Он твердо решил больше не писать ей. Но передумал всего лишь за час до времени своего обычного визита во Французско-сербскую библиотеку, и единственным неиспорченным пером, вставленным в единственную несломанную ручку, и остатком остатка фиолетовых чернил набросал, причем в двух экземплярах, адресованных скорее самому себе, несколько строк, излив в немногих горьких фразах, насколько он оскорблен, впрочем он совсем не рассчитывал на то, что она вообще придет.
Однако Натали Увиль появилась, так же как и всегда. Приблизилась, мило складывая фразы по-сербски. Водя пальцем по строчкам. Со своей папкой и коробкой пастельных мелков под мышкой. В прекрасном настроении и с обычной заинтересованностью. Словно ничего и не произошло. Разве что только была немного простужена после дождя на Калемегдане на прошлой неделе.
— Простите, — сказала она ему, удивленная горечью письма. — Простите, не знаю, как такое могло случиться, это просто недоразумение…
Она не лгала.
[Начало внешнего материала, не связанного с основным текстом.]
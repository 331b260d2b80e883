use std::collections::HashMap;
use std::sync::Arc;
use std::time::{Duration, SystemTime, UNIX_EPOCH};

use tokio::sync::watch;

use watchcast_core::model::{BroadcastState, ChannelRef, PipelineJob};
use watchcast_core::store::ChannelStore;
use watchcast_discovery::{FanOutScheduler, VideoMetadataResolver};
use watchcast_ingest::IngestQueue;

/// Drives the polling tick for one channel: probe, diff against the seen
/// set, classify new arrivals, dispatch ingestible ones, and persist.
pub struct MonitorService {
    channel: ChannelRef,
    store: Arc<dyn ChannelStore>,
    scheduler: Arc<FanOutScheduler>,
    resolver: Arc<VideoMetadataResolver>,
    queue: Arc<IngestQueue>,
    poll_interval: Duration,
    rtmp_path: String,
    debug: bool,
    first_tick: bool,
}

impl MonitorService {
    #[must_use]
    pub fn new(
        channel: ChannelRef,
        store: Arc<dyn ChannelStore>,
        scheduler: Arc<FanOutScheduler>,
        resolver: Arc<VideoMetadataResolver>,
        queue: Arc<IngestQueue>,
        poll_interval: Duration,
        rtmp_path: String,
        debug: bool,
    ) -> Self {
        Self {
            channel,
            store,
            scheduler,
            resolver,
            queue,
            poll_interval,
            rtmp_path,
            debug,
            first_tick: true,
        }
    }

    pub async fn run(&mut self, mut cancel: watch::Receiver<bool>) {
        loop {
            if let Err(err) = self.tick().await {
                tracing::warn!(channel_id = self.channel.id, error = %err, "tick failed");
            }

            tokio::select! {
                _ = tokio::time::sleep(self.poll_interval) => {}
                _ = cancel.changed() => {
                    // Wait for any in-flight capture's grace-period shutdown
                    // to actually finish reaping its children before handing
                    // control back to the caller, instead of returning while
                    // that work is still running on a detached task.
                    self.queue.join().await;
                    return;
                }
            }
        }
    }

    async fn tick(&mut self) -> watchcast_core::Result<()> {
        let ids_now = self.scheduler.run(&self.channel.urls).await;

        if self.first_tick {
            self.store.add_seen(&ids_now).await?;
            self.first_tick = false;
            tracing::info!(channel_id = self.channel.id, count = ids_now.len(), "seeded seen set");
            return Ok(());
        }

        let seen = self.store.load_seen().await?;
        let new_ids: std::collections::HashSet<_> = ids_now.difference(&seen).cloned().collect();
        if new_ids.is_empty() {
            return Ok(());
        }

        let now = now_secs();
        let mut pending_notified = HashMap::new();

        for video_id in &new_ids {
            let video_url = format!("https://www.youtube.com/watch?v={video_id}");
            match self.resolver.resolve(&video_url, now).await {
                Ok((record, state)) => {
                    if self.debug {
                        tracing::debug!(
                            channel_id = self.channel.id,
                            video_id,
                            ?state,
                            is_live = record.is_live,
                            was_live = record.was_live,
                            live_status = ?record.live_status,
                            release_ts = record.release_ts(),
                            duration = ?record.duration,
                            format_count = record.formats.len(),
                            "resolved video metadata"
                        );
                    }
                    self.dispatch(
                        video_id,
                        &video_url,
                        state,
                        record.release_ts(),
                        now,
                        &mut pending_notified,
                    )
                }
                Err(err) => {
                    tracing::warn!(channel_id = self.channel.id, video_id, error = %err, "metadata resolution failed");
                }
            }
        }

        self.store.add_seen(&new_ids).await?;
        if !pending_notified.is_empty() {
            self.store.add_notified(&pending_notified).await?;
        }

        Ok(())
    }

    fn dispatch(
        &self,
        video_id: &str,
        video_url: &str,
        state: BroadcastState,
        release_ts: i64,
        now: i64,
        pending_notified: &mut HashMap<String, i64>,
    ) {
        // `UpcomingScheduled` with a still-future release timestamp is seeded
        // into Seen but neither enqueued nor notified; if the clock has
        // since caught up to (or passed) the schedule, treat it as late and
        // enqueue it like any other ingestible state.
        if state == BroadcastState::UpcomingScheduled && release_ts > now {
            tracing::info!(channel_id = self.channel.id, video_id, release_ts, "scheduled for the future, not enqueuing");
            return;
        }

        self.queue.add(PipelineJob {
            video_url: video_url.to_string(),
            rtmp_url: self.rtmp_path.clone(),
        });
        pending_notified.insert(video_id.to_string(), now);
        tracing::info!(channel_id = self.channel.id, video_id, ?state, "enqueued for capture");
    }
}

fn now_secs() -> i64 {
    SystemTime::now()
        .duration_since(UNIX_EPOCH)
        .map(|d| d.as_secs() as i64)
        .unwrap_or(0)
}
Он понял, что она говорит правду, правду с ее точки зрения, но понял он и то, что она не способна узнать его в другой части мира, даже если он будет сидеть напротив нее в ее снятом на Сеняке доме.
— Недоразумение?! — повторил он убито. — Да, это недоразумение, видимо, я желал слишком многого. Продолжим, продолжим от кувшинок в пруду, продолжим от предыдущего письма, от того места, где мы остановились до встречи в действительности…
На первый взгляд ничего не изменилось. Анастас Браница продолжал писать напрасные письма и раз в неделю вкладывать их в определенную книгу из Французско-сербской библиотеки. Продолжение было столь же подробным, как и то, что писалось раньше, он терпеливо расширял владения в восточном направлении, в сторону речного берега, купив новые, тончайшие перья, изящные ручки и толстые пачки изысканной бумаги от Вапы, правда появилось одно небольшое, а может быть, и большое, отличие — теперь он пользовался исключительно черными чернилами, его большой и указательный пальцы становились все темнее. Однажды переступив границу молодости, он больше не мог вернуться назад, он старел над строками, понимая, что вне писем не существует, и удовлетворяясь обществом своей возлюбленной, даже несмотря на то, что за рамками часов чтения она с трудом его припоминает.
— Язык — это то, что всегда остается с нами… — утешал он себя в минуты малодушия.
Натали Увиль продолжала следить за сентиментальными страницами, которые кто-то неизменно оставлял для нее в книгах, назначенных к чтению строгой мадам Дидье. Она продолжала читать обращенные к ней нежные послания, которые ждали ее в этих книгах, появляясь там волшебным образом, и при этом по-прежнему готовилась к тому моменту, когда господин Марсель Шампен попросит ее руки, стараясь довести до совершенства те достоинства, которыми должна обладать хорошая невеста, в частности умение нарисовать углем натюрморт и пастелью те или иные мотивы из произведений литературы.
— Сейчас он средних лет, — сравнивала она черты мужского лица, которое с недавних пор стало появляться на ее рисунках, с тем, что возникало раньше.
Мадам Дидье продолжала лакомиться засахаренными комплиментами, предназначенными ее воспитаннице, становясь все более полной, округлой, вялой, все более похожей на шар из блестящих фольгой фантиков, в которые были завернуты цукаты в шоколаде, ежегодно и регулярно преподносимые господином вице-президентом «Французской компании рудников Бора» во время его инспекционных визитов. Наезды в Белград своего работодателя, инженера Увиля, она, ссылаясь на местные условия, продолжала использовать для того, чтобы вытребовать себе новое повышение жалованья.